Task item:
What lines below contain the word "protocol"? Please pull each one out.

Stored items
+++++

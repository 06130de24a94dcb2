use std::collections::VecDeque;
use std::mem;

use bytes::BytesMut;

use super::codec::{RECORD_HEADER_SIZE, write_record};
use super::delivery::DeliveryManager;
use super::message::{MAX_BATCH_ITEMS, Message, MessageBody, MessageType};
use super::protocol::{HEADER_SIZE, MAX_PACKET_SIZE};

/// One outgoing wire record: messages sharing a type and sequence number.
#[derive(Debug, Clone)]
pub struct PendingRecord {
    pub messages: Vec<Message>,
    pub transmissions: u32,
}

impl PendingRecord {
    fn new(messages: Vec<Message>) -> Self {
        Self {
            messages,
            transmissions: 0,
        }
    }

    pub fn sequence_number(&self) -> u32 {
        self.messages.first().map_or(0, |m| m.sequence_number)
    }
}

/// Outbound buffer for one connection.
///
/// Reliable records stay queued until the peer acknowledges them and are
/// rewritten into every packet until then. Unreliable records get exactly
/// one packing attempt.
#[derive(Debug)]
pub struct MessageQueue {
    delivery: DeliveryManager,
    reliable: VecDeque<PendingRecord>,
    unreliable: VecDeque<PendingRecord>,
    max_packet_size: usize,
    retransmissions: u64,
    scratch: BytesMut,
}

impl Default for MessageQueue {
    fn default() -> Self {
        Self::new()
    }
}

impl MessageQueue {
    pub fn new() -> Self {
        Self::with_max_packet_size(MAX_PACKET_SIZE)
    }

    pub fn with_max_packet_size(max_packet_size: usize) -> Self {
        Self {
            delivery: DeliveryManager::new(),
            reliable: VecDeque::new(),
            unreliable: VecDeque::new(),
            max_packet_size: max_packet_size.max(HEADER_SIZE),
            retransmissions: 0,
            scratch: BytesMut::with_capacity(max_packet_size),
        }
    }

    pub fn delivery(&self) -> &DeliveryManager {
        &self.delivery
    }

    pub fn delivery_mut(&mut self) -> &mut DeliveryManager {
        &mut self.delivery
    }

    /// Assigns the message its sequence number and queues it by class.
    pub fn enqueue(&mut self, body: MessageBody) -> u32 {
        let ty = body.message_type();
        debug_assert_ne!(ty, MessageType::Discovery);

        let sequence = self.delivery.assign_sequence_number(ty);
        self.push(ty, vec![Message::with_sequence(sequence, body)]);
        sequence
    }

    /// Queues bodies so that runs of one batched type share wire records.
    ///
    /// Runs are split into chunks that fit a single datagram, each chunk
    /// taking its own sequence number.
    pub fn enqueue_batch(&mut self, bodies: impl IntoIterator<Item = MessageBody>) {
        let mut run: Vec<MessageBody> = Vec::new();
        for body in bodies {
            if run
                .last()
                .is_some_and(|last| last.message_type() != body.message_type())
            {
                self.enqueue_run(mem::take(&mut run));
            }
            run.push(body);
        }
        self.enqueue_run(run);
    }

    fn enqueue_run(&mut self, run: Vec<MessageBody>) {
        let Some(ty) = run.first().map(MessageBody::message_type) else {
            return;
        };

        if !ty.is_batched() {
            for body in run {
                self.enqueue(body);
            }
            return;
        }

        let chunk_len = self.batch_capacity(ty);
        let mut bodies = run.into_iter().peekable();
        while bodies.peek().is_some() {
            let sequence = self.delivery.assign_sequence_number(ty);
            let messages = bodies
                .by_ref()
                .take(chunk_len)
                .map(|body| Message::with_sequence(sequence, body))
                .collect();
            self.push(ty, messages);
        }
    }

    fn batch_capacity(&self, ty: MessageType) -> usize {
        let available = self
            .max_packet_size
            .saturating_sub(HEADER_SIZE + RECORD_HEADER_SIZE + 1);
        let item_size = ty.batch_item_size().unwrap_or(available).max(1);
        (available / item_size).clamp(1, MAX_BATCH_ITEMS)
    }

    fn push(&mut self, ty: MessageType, messages: Vec<Message>) {
        let record = PendingRecord::new(messages);
        if ty.is_reliable() {
            self.reliable.push_back(record);
        } else {
            self.unreliable.push_back(record);
        }
    }

    /// Serializes one datagram into `buf` and returns its length.
    ///
    /// Reliable records go first, then unreliable ones, both in FIFO order; a
    /// record that does not fit ends packing for its class. Unreliable records
    /// are discarded afterwards whether or not they made it in.
    pub fn write_packet(&mut self, buf: &mut BytesMut, timestamp: u32) -> usize {
        let start = buf.len();
        let limit = start + self.max_packet_size;

        self.prune_acknowledged();
        self.delivery.write_header(buf, timestamp);

        for record in self.reliable.iter_mut() {
            if !pack_record(&mut self.scratch, buf, limit, record) {
                break;
            }
            if record.transmissions > 1 {
                self.retransmissions += 1;
            }
        }

        let mut packed = 0;
        for record in self.unreliable.iter_mut() {
            if !pack_record(&mut self.scratch, buf, limit, record) {
                break;
            }
            packed += 1;
        }
        let dropped = self.unreliable.len() - packed;
        if dropped > 0 {
            log::trace!("Dropping {dropped} unreliable records that did not fit");
        }
        self.unreliable.clear();

        buf.len() - start
    }

    /// Drops reliable records the peer has acknowledged.
    ///
    /// Delivery is strictly ordered, so acknowledgments always cover a prefix.
    /// Called after every received header so acknowledgment alone leaves
    /// nothing pending.
    pub fn prune_acknowledged(&mut self) {
        while let Some(front) = self.reliable.front() {
            let acknowledged = front
                .messages
                .first()
                .is_none_or(|message| self.delivery.is_acknowledged(message));
            if !acknowledged {
                break;
            }
            self.reliable.pop_front();
        }
    }

    pub fn has_pending_data(&self) -> bool {
        !self.reliable.is_empty() || !self.unreliable.is_empty()
    }

    pub fn reliable_pending(&self) -> impl Iterator<Item = &PendingRecord> {
        self.reliable.iter()
    }

    pub fn reliable_len(&self) -> usize {
        self.reliable.len()
    }

    pub fn unreliable_len(&self) -> usize {
        self.unreliable.len()
    }

    /// Reliable records written again after their first transmission.
    pub fn retransmissions(&self) -> u64 {
        self.retransmissions
    }
}

fn pack_record(
    scratch: &mut BytesMut,
    buf: &mut BytesMut,
    limit: usize,
    record: &mut PendingRecord,
) -> bool {
    scratch.clear();
    write_record(scratch, &record.messages);
    if buf.len() + scratch.len() > limit {
        return false;
    }
    buf.extend_from_slice(scratch);
    record.transmissions += 1;
    true
}

#[cfg(test)]
mod tests {
    use super::*;
    use crate::net::codec::read_record;
    use crate::net::identifier::Identifier;
    use crate::net::protocol::PacketHeader;
    use glam::Vec2;

    fn chat(text: &str) -> MessageBody {
        MessageBody::Chat {
            player_id: Identifier::default(),
            text: text.to_string(),
        }
    }

    fn position(i: u16) -> MessageBody {
        MessageBody::UpdatePosition {
            entity_id: Identifier::new(i, 0),
            position: Vec2::ZERO,
        }
    }

    fn decode(packet: &[u8]) -> (PacketHeader, Vec<Vec<Message>>) {
        let mut data = packet;
        let header = PacketHeader::read(&mut data).unwrap();
        let mut records = Vec::new();
        while !data.is_empty() {
            records.push(read_record(&mut data).unwrap());
        }
        (header, records)
    }

    #[test]
    fn test_acknowledged_prefix_is_pruned() {
        let mut queue = MessageQueue::new();
        for i in 0..5 {
            queue.enqueue(chat(&i.to_string()));
        }

        queue.delivery_mut().update_last_acknowledged(3);
        for _ in 0..3 {
            let mut buf = BytesMut::new();
            queue.write_packet(&mut buf, 0);
            let remaining: Vec<u32> = queue
                .reliable_pending()
                .map(PendingRecord::sequence_number)
                .collect();
            assert_eq!(remaining, vec![4, 5]);
        }
    }

    #[test]
    fn test_reliable_records_are_retransmitted_until_acknowledged() {
        let mut queue = MessageQueue::new();
        queue.enqueue(chat("hello"));

        let mut first = BytesMut::new();
        queue.write_packet(&mut first, 10);
        let mut second = BytesMut::new();
        queue.write_packet(&mut second, 20);

        let (_, records_a) = decode(&first);
        let (header_b, records_b) = decode(&second);
        assert_eq!(records_a, records_b);
        assert_eq!(header_b.timestamp, 20);
        assert_eq!(queue.retransmissions(), 1);

        queue.delivery_mut().update_last_acknowledged(1);
        assert!(queue.has_pending_data());
        assert_eq!(queue.reliable_len(), 1);

        queue.prune_acknowledged();
        assert!(!queue.has_pending_data());
        assert_eq!(queue.reliable_len(), 0);
        let mut third = BytesMut::new();
        assert_eq!(queue.write_packet(&mut third, 30), HEADER_SIZE);
        assert!(!queue.has_pending_data());
    }

    #[test]
    fn test_header_acknowledges_last_processed_reliable() {
        let mut queue = MessageQueue::new();
        assert!(queue.delivery_mut().allow_reliable_delivery(1));
        assert!(queue.delivery_mut().allow_reliable_delivery(2));

        let mut buf = BytesMut::new();
        queue.write_packet(&mut buf, 99);
        let (header, records) = decode(&buf);
        assert_eq!(header.ack, 2);
        assert_eq!(header.timestamp, 99);
        assert!(records.is_empty());
    }

    #[test]
    fn test_unreliable_cleared_even_when_not_sent() {
        let mut queue = MessageQueue::with_max_packet_size(HEADER_SIZE + 20);
        queue.enqueue(chat("0123456789"));
        queue.enqueue(MessageBody::Input {
            buttons: Default::default(),
        });

        let mut buf = BytesMut::new();
        queue.write_packet(&mut buf, 0);
        let (_, records) = decode(&buf);
        assert_eq!(records.len(), 1);
        assert_eq!(queue.unreliable_len(), 0);
        assert_eq!(queue.reliable_len(), 1);
    }

    #[test]
    fn test_oversized_reliable_stops_packing_in_order() {
        let mut queue = MessageQueue::with_max_packet_size(HEADER_SIZE + 40);
        queue.enqueue(chat("a"));
        queue.enqueue(chat(&"b".repeat(60)));
        queue.enqueue(chat("c"));

        let mut buf = BytesMut::new();
        queue.write_packet(&mut buf, 0);
        let (_, records) = decode(&buf);
        assert_eq!(records.len(), 1);
        assert_eq!(records[0][0].body, chat("a"));
        assert_eq!(queue.reliable_len(), 3);
    }

    #[test]
    fn test_batches_split_to_fit_datagrams() {
        let mut queue = MessageQueue::new();
        queue.enqueue_batch((0..300).map(position));

        // (1200 - 12 - 5 - 1) / 12 = 98 items per record
        let sizes: Vec<usize> = queue.unreliable.iter().map(|r| r.messages.len()).collect();
        assert_eq!(sizes, vec![98, 98, 98, 6]);

        let sequences: Vec<u32> = queue
            .unreliable
            .iter()
            .map(PendingRecord::sequence_number)
            .collect();
        assert_eq!(sequences, vec![1, 2, 3, 4]);

        let mut buf = BytesMut::new();
        let written = queue.write_packet(&mut buf, 0);
        assert!(written <= MAX_PACKET_SIZE);
        let (_, records) = decode(&buf);
        assert_eq!(records.len(), 1);
        assert_eq!(records[0].len(), 98);
    }

    #[test]
    fn test_mixed_batch_groups_by_type() {
        let mut queue = MessageQueue::new();
        queue.enqueue_batch(vec![position(0), position(1), chat("x"), position(2)]);

        assert_eq!(queue.unreliable_len(), 2);
        assert_eq!(queue.reliable_len(), 1);
    }
}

+++++

Task response:
use super::protocol::{HEADER_SIZE, MAX_PACKET_SIZE};
    use crate::net::protocol::PacketHeader;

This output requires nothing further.